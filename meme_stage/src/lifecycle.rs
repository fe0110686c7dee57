//! Lifecycle coordinator: the Idle/Active state machine that turns per-frame
//! match results into activate/deactivate intents.
//!
//! Intents are emitted only on change.  Holding the same gesture for many
//! frames produces one `Activate`, and switching straight from one meme to
//! another produces `Deactivate` followed by `Activate`.

use std::fmt;
use std::sync::Arc;

use meme_rules::MemeDefinition;
use tracing::info;

// ════════════════════════════════════════════════════════════════════════════
// Intent
// ════════════════════════════════════════════════════════════════════════════

/// A side-effect request for the render and audio collaborators.
#[derive(Clone, Debug, PartialEq)]
pub enum Intent {
    /// Start showing the image and playing the sound of this meme.
    Activate(Arc<MemeDefinition>),
    /// Stop whatever is showing.
    Deactivate,
}

impl fmt::Display for Intent {
    fn fmt(&self, f: &mut fmt::Formatter<'_>) -> fmt::Result {
        match self {
            Intent::Activate(m) => write!(f, "activate({})", m.name),
            Intent::Deactivate  => f.write_str("deactivate()"),
        }
    }
}

// ════════════════════════════════════════════════════════════════════════════
// IntentSink: anything that reacts to intents
// ════════════════════════════════════════════════════════════════════════════

/// A collaborator driven by intents.  Sinks only read the definition.
pub trait IntentSink {
    fn activate(&mut self, meme: &MemeDefinition);
    fn deactivate(&mut self);
}

/// Deliver `intents` to every sink, in order.
pub fn dispatch(intents: &[Intent], sinks: &mut [&mut dyn IntentSink]) {
    for intent in intents {
        for sink in sinks.iter_mut() {
            match intent {
                Intent::Activate(m) => sink.activate(m),
                Intent::Deactivate  => sink.deactivate(),
            }
        }
    }
}

// ════════════════════════════════════════════════════════════════════════════
// MemeState
// ════════════════════════════════════════════════════════════════════════════

#[derive(Clone, Debug, Default, PartialEq)]
pub enum MemeState {
    #[default]
    Idle,
    Active(Arc<MemeDefinition>),
}

impl MemeState {
    pub fn meme(&self) -> Option<&Arc<MemeDefinition>> {
        match self {
            MemeState::Active(m) => Some(m),
            MemeState::Idle      => None,
        }
    }
}

/// Two matches name the same meme when they are the same allocation, or when
/// a reload produced an identical definition.
fn same_meme(a: &Arc<MemeDefinition>, b: &Arc<MemeDefinition>) -> bool {
    Arc::ptr_eq(a, b) || **a == **b
}

// ════════════════════════════════════════════════════════════════════════════
// LifecycleCoordinator
// ════════════════════════════════════════════════════════════════════════════

#[derive(Debug, Default)]
pub struct LifecycleCoordinator {
    state:       MemeState,
    activations: u64,
}

impl LifecycleCoordinator {
    pub fn new() -> Self { Self::default() }

    /// Advance one frame with this frame's match result.
    pub fn transition(&mut self, matched: Option<Arc<MemeDefinition>>) -> Vec<Intent> {
        let current = std::mem::take(&mut self.state);
        let (next, intents) = match (current, matched) {
            (MemeState::Idle, None) => (MemeState::Idle, Vec::new()),

            (MemeState::Idle, Some(m)) => {
                info!(meme = %m.name, "meme activated");
                (MemeState::Active(Arc::clone(&m)), vec![Intent::Activate(m)])
            }

            (MemeState::Active(old), None) => {
                info!(meme = %old.name, "meme deactivated");
                (MemeState::Idle, vec![Intent::Deactivate])
            }

            (MemeState::Active(old), Some(m)) if same_meme(&old, &m) => {
                (MemeState::Active(old), Vec::new())
            }

            (MemeState::Active(old), Some(m)) => {
                info!(from = %old.name, to = %m.name, "meme swapped");
                (
                    MemeState::Active(Arc::clone(&m)),
                    vec![Intent::Deactivate, Intent::Activate(m)],
                )
            }
        };
        self.activations += intents.iter()
            .filter(|i| matches!(i, Intent::Activate(_)))
            .count() as u64;
        self.state = next;
        intents
    }

    /// Drop the active meme, if any.  Used on shutdown.
    pub fn clear(&mut self) -> Vec<Intent> {
        self.transition(None)
    }

    pub fn state(&self) -> &MemeState { &self.state }

    pub fn current(&self) -> Option<&Arc<MemeDefinition>> {
        self.state.meme()
    }

    /// Total activations since start.
    pub fn activations(&self) -> u64 { self.activations }
}

// ════════════════════════════════════════════════════════════════════════════
// Tests
// ════════════════════════════════════════════════════════════════════════════

#[cfg(test)]
mod tests {
    use super::*;
    use gesture_features::FeatureMap;
    use meme_rules::{RuleMatcher, TriggerRule};

    fn meme(name: &str, feature: &str) -> Arc<MemeDefinition> {
        Arc::new(MemeDefinition::new(name, TriggerRule::Single(feature.into())))
    }

    #[derive(Default)]
    struct Recorder {
        log: Vec<String>,
    }

    impl IntentSink for Recorder {
        fn activate(&mut self, meme: &MemeDefinition) {
            self.log.push(format!("on:{}", meme.name));
        }
        fn deactivate(&mut self) {
            self.log.push("off".to_string());
        }
    }

    #[test]
    fn scenario_hold_then_release() {
        let matcher = RuleMatcher::from_definitions(vec![
            MemeDefinition::new("tpose_meme", TriggerRule::Single("tpose".into())),
        ]);
        let mut lc = LifecycleCoordinator::new();

        let held: FeatureMap = [("tpose", true)].into_iter().collect();
        let frames = [held.clone(), held, FeatureMap::new()];
        let emitted: Vec<Vec<Intent>> = frames.iter()
            .map(|f| lc.transition(matcher.matches(f)))
            .collect();

        assert_eq!(emitted[0].len(), 1);
        assert!(matches!(&emitted[0][0], Intent::Activate(m) if m.name == "tpose_meme"));
        assert!(emitted[1].is_empty());
        assert_eq!(emitted[2], vec![Intent::Deactivate]);
        assert_eq!(lc.state(), &MemeState::Idle);
    }

    #[test]
    fn idle_stays_idle_silently() {
        let mut lc = LifecycleCoordinator::new();
        assert!(lc.transition(None).is_empty());
        assert!(lc.transition(None).is_empty());
        assert!(lc.current().is_none());
    }

    #[test]
    fn swap_is_deactivate_then_activate() {
        let mut lc = LifecycleCoordinator::new();
        let a = meme("a", "tpose");
        let b = meme("b", "salute");
        lc.transition(Some(a));
        let intents = lc.transition(Some(Arc::clone(&b)));
        assert_eq!(intents, vec![Intent::Deactivate, Intent::Activate(Arc::clone(&b))]);
        assert!(Arc::ptr_eq(lc.current().unwrap(), &b));
        assert_eq!(lc.activations(), 2);
    }

    #[test]
    fn same_name_different_trigger_is_a_swap() {
        let mut lc = LifecycleCoordinator::new();
        lc.transition(Some(meme("x", "tpose")));
        let intents = lc.transition(Some(meme("x", "salute")));
        assert_eq!(intents.len(), 2);
    }

    #[test]
    fn identical_definition_after_reload_is_not_reactivated() {
        let mut lc = LifecycleCoordinator::new();
        lc.transition(Some(meme("a", "tpose")));
        // a fresh allocation with equal contents, as a reload would produce
        assert!(lc.transition(Some(meme("a", "tpose"))).is_empty());
    }

    #[test]
    fn dispatch_preserves_order_per_sink() {
        let mut audio = Recorder::default();
        let mut overlay = Recorder::default();
        let intents = vec![Intent::Deactivate, Intent::Activate(meme("b", "tpose"))];
        dispatch(&intents, &mut [&mut audio, &mut overlay]);
        assert_eq!(audio.log, ["off", "on:b"]);
        assert_eq!(overlay.log, audio.log);
    }

    #[test]
    fn clear_releases_active_meme() {
        let mut lc = LifecycleCoordinator::new();
        lc.transition(Some(meme("a", "tpose")));
        assert_eq!(lc.clear(), vec![Intent::Deactivate]);
        assert!(lc.clear().is_empty());
    }

    #[test]
    fn intent_display() {
        assert_eq!(Intent::Activate(meme("doge", "tpose")).to_string(), "activate(doge)");
        assert_eq!(Intent::Deactivate.to_string(), "deactivate()");
    }
}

◆ **EXERCISE**: Show every line from the listing that contains "with".

◆ **RESULT OF THE TASK**:
    /// Advance one frame with this frame's match result.
        // a fresh allocation with equal contents, as a reload would produce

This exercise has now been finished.